↓↓↓

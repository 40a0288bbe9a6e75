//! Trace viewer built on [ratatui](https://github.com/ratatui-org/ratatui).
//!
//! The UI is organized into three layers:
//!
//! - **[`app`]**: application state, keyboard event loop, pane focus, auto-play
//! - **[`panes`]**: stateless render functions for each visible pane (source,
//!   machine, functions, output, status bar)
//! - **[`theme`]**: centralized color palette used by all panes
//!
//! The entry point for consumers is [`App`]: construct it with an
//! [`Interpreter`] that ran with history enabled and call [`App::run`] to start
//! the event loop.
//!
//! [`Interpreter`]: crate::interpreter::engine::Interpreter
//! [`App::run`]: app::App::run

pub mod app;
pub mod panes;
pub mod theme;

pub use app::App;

↑↑↑

What the task requires:
Copy out the lines from the line containing "stateless render functions" to the end of the listing above, without alteration.

Solution for this task:
//! - **[`panes`]**: stateless render functions for each visible pane (source,
//!   machine, functions, output, status bar)
//! - **[`theme`]**: centralized color palette used by all panes
//!
//! The entry point for consumers is [`App`]: construct it with an
//! [`Interpreter`] that ran with history enabled and call [`App::run`] to start
//! the event loop.
//!
//! [`Interpreter`]: crate::interpreter::engine::Interpreter
//! [`App::run`]: app::App::run

pub mod app;
pub mod panes;
pub mod theme;

pub use app::App;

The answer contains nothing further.